The Time Our Database Locked Up at 2AM — What I Learned

It was 2:14 AM when my phone started buzzing. Not the normal notification buzz — the panic buzz. Our main API was returning 500 errors across the board. I stumbled out of bed, opened my laptop, and saw it: our PostgreSQL database had ground to a complete halt.

What Was Happening

The dashboard showed CPU at 100%, connections maxed out at 200, and queries timing out left and right. Our app was effectively dead. I ssh’d into the server and ran SELECT * FROM pg_stat_activity; — and there it was. One query was holding a lock on the orders table for over 3 minutes, blocking everything else.

The Culprit

Turns out, a scheduled job had kicked off at midnight to update inventory counts. The developer who wrote it thought “I’ll just add an index to make it faster” — but they ran CREATE INDEX CONCURRENTLY without checking if one already existed.

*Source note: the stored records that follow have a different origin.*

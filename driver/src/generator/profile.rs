use crate::generator::template::ToneBurst;
use crate::workflow::audio::write_stereo_wav;
use crate::workflow::runner::recording_path;
use anyhow::Context;
use aoacore::ChannelPair;
use rand::{rngs::StdRng, Rng, SeedableRng};
use serde::{Deserialize, Serialize};
use std::fs;
use std::path::Path;

/// Configuration for generating synthetic two-microphone recordings.
#[derive(Debug, Clone, Serialize, Deserialize)]
#[serde(default)]
pub struct GeneratorConfig {
    pub sample_rate: u32,
    pub duration_secs: f64,
    /// Noise-only lead-in before the source starts.
    pub onset_secs: f64,
    pub tones: usize,
    pub noise: f64,
    pub speed_of_sound: f64,
    pub mic_distance: f64,
    pub min_angle_deg: f64,
    pub max_angle_deg: f64,
    pub seed: u64,
}

impl Default for GeneratorConfig {
    fn default() -> Self {
        Self {
            sample_rate: 44_100,
            duration_secs: 0.5,
            onset_secs: 0.15,
            tones: 4,
            noise: 1e-3,
            speed_of_sound: 343.0,
            mic_distance: 0.1,
            min_angle_deg: 15.0,
            max_angle_deg: 165.0,
            seed: 0,
        }
    }
}

impl GeneratorConfig {
    fn sample_count(&self) -> usize {
        (self.duration_secs * self.sample_rate as f64).round().max(1.0) as usize
    }

    /// Seconds by which the left microphone hears the source after the right.
    pub fn inter_mic_delay(&self, angle_deg: f64) -> f64 {
        self.mic_distance * angle_deg.to_radians().cos() / self.speed_of_sound
    }
}

/// Builds one recording of a burst arriving from `angle_deg`.
pub fn build_recording<R: Rng>(
    config: &GeneratorConfig,
    angle_deg: f64,
    rng: &mut R,
) -> anyhow::Result<ChannelPair> {
    let rate = config.sample_rate as f64;
    let stop = config.duration_secs - 0.05;
    let burst = ToneBurst::random(rng, config.sample_rate, config.tones, config.onset_secs, stop);

    let delay = config.inter_mic_delay(angle_deg);
    let half = delay / 2.0;
    let count = config.sample_count();
    let mut channel = |shift: f64| -> Vec<f64> {
        (0..count)
            .map(|n| {
                let jitter = if config.noise > 0.0 {
                    rng.gen_range(-config.noise..config.noise)
                } else {
                    0.0
                };
                burst.sample(n as f64 / rate - shift) + jitter
            })
            .collect()
    };
    let left = channel(half);
    let right = channel(-half);

    ChannelPair::new(left, right, config.sample_rate).context("assembling synthetic recording")
}

/// Writes `1.wav..=count.wav` plus `truth.txt` and returns the true angles.
pub fn write_synthetic_batch(
    directory: &Path,
    count: usize,
    config: &GeneratorConfig,
) -> anyhow::Result<Vec<f64>> {
    fs::create_dir_all(directory)
        .with_context(|| format!("creating {}", directory.display()))?;

    let mut rng = StdRng::seed_from_u64(config.seed);
    let mut angles = Vec::with_capacity(count);
    for index in 1..=count {
        let angle = rng.gen_range(config.min_angle_deg..=config.max_angle_deg);
        let pair = build_recording(config, angle, &mut rng)?;
        write_stereo_wav(recording_path(directory, index), &pair)?;
        angles.push(angle);
    }

    let truth: String = angles.iter().map(|a| format!("{:?}\n", a)).collect();
    let truth_path = directory.join("truth.txt");
    fs::write(&truth_path, truth)
        .with_context(|| format!("writing {}", truth_path.display()))?;
    Ok(angles)
}
use num_complex::Complex64;
use rustfft::num_traits::Zero;

use crate::math::fft::FftHelper;
use crate::prelude::{
    ProcessingStage, StageError, StageInput, StageMetadata, StageOutput, StageResult,
};

/// Band-limited integer upsampler working on the whole channel spectrum.
///
/// Both channels of a pair share the same plan and length, so the
/// interpolation adds no relative delay between them.
pub struct Resampler {
    factor: usize,
}

impl Resampler {
    pub fn new(factor: usize) -> Self {
        Self {
            factor: factor.max(1),
        }
    }

    pub fn factor(&self) -> usize {
        self.factor
    }

    fn upsample_with(&self, fft_in: &mut FftHelper, fft_out: &mut FftHelper, input: &[f64]) -> Vec<f64> {
        let n = input.len();
        let m = fft_out.len();
        let spectrum = fft_in.forward_real(input);

        let half = n / 2;
        let mut padded = vec![Complex64::zero(); m];
        if n % 2 == 0 {
            padded[..half].copy_from_slice(&spectrum[..half]);
            let nyquist = spectrum[half] * 0.5;
            padded[half] += nyquist;
            padded[m - half] += nyquist;
            padded[m - half + 1..].copy_from_slice(&spectrum[half + 1..]);
        } else {
            padded[..=half].copy_from_slice(&spectrum[..=half]);
            padded[m - half..].copy_from_slice(&spectrum[n - half..]);
        }

        // `inverse_real` divides by m; the interpolated signal needs 1 / n.
        let gain = m as f64;
        fft_out
            .inverse_real(padded)
            .into_iter()
            .map(|v| v * gain / n as f64)
            .collect()
    }

    /// Upsamples a single channel.
    pub fn upsample(&self, input: &[f64]) -> StageResult<Vec<f64>> {
        let target = self.target_len(input.len())?;
        if self.factor == 1 {
            return Ok(input.to_vec());
        }
        let mut fft_in = FftHelper::new(input.len());
        let mut fft_out = FftHelper::new(target);
        Ok(self.upsample_with(&mut fft_in, &mut fft_out, input))
    }

    fn target_len(&self, len: usize) -> StageResult<usize> {
        if len == 0 {
            return Err(StageError::InputShape("cannot resample an empty channel".into()));
        }
        len.checked_mul(self.factor).ok_or_else(|| {
            StageError::InputShape(format!(
                "resampled length overflows for {} samples x{}",
                len, self.factor
            ))
        })
    }
}

/// Stage lifting both channels to `factor` times the input rate.
pub struct ResampleStage {
    resampler: Resampler,
}

impl ResampleStage {
    pub fn new(factor: usize) -> Self {
        Self {
            resampler: Resampler::new(factor),
        }
    }
}

impl ProcessingStage for ResampleStage {
    fn name(&self) -> &'static str {
        "resample"
    }

    fn execute(&self, input: &StageInput) -> StageResult<StageOutput> {
        let factor = self.resampler.factor();
        let target_rate = u32::try_from(input.sample_rate as u64 * factor as u64).map_err(|_| {
            StageError::InputShape(format!(
                "upsampled rate {} x{} exceeds u32",
                input.sample_rate, factor
            ))
        })?;

        let pair = if factor == 1 {
            input.clone()
        } else {
            let target = self.resampler.target_len(input.len())?;
            let mut fft_in = FftHelper::new(input.len());
            let mut fft_out = FftHelper::new(target);
            input.map_channels(target_rate, |samples| {
                Ok(self.resampler.upsample_with(&mut fft_in, &mut fft_out, samples))
            })?
        };

        let metadata = StageMetadata {
            notes: vec![format!("{} Hz -> {} Hz", input.sample_rate, target_rate)],
        };
        Ok(StageOutput { pair, metadata })
    }
}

The job failed halfway, left a partial index, and the next night it tried again, this time locking the entire table while it waited.

What went wrong:

No locking strategy: The migration script didn’t check for existing indexes
No timeout: The job had no query timeout, so it sat there waiting forever
No alerting on locks: We didn’t even have metrics for table lock waits

How We Fixed It (At 3AM)

I killed the blocking query, cancelled the stuck job, and added a simple check to the migration script: “IF NOT EXISTS”. We also added a 30-second timeout to all background jobs and set up alerting for any query holding a lock longer than 10 seconds.

What I Learned

Never run schema changes on a production database without checking what already exists.

That night cost us 45 minutes of downtime and about 200 failed orders. But the real cost was the sleep I lost and the lessons I gained:

Always use IF NOT EXISTS for any schema changes
Timeouts are your friend — set them everywhere
Monitor lock waits — this should be in your default dashboard
Test migrations in staging first — yes, even “simple” index additions

Now whenever I write a migration, I double-check: “What happens if this runs twice? What happens if it gets stuck?” It saved us more than once after that night.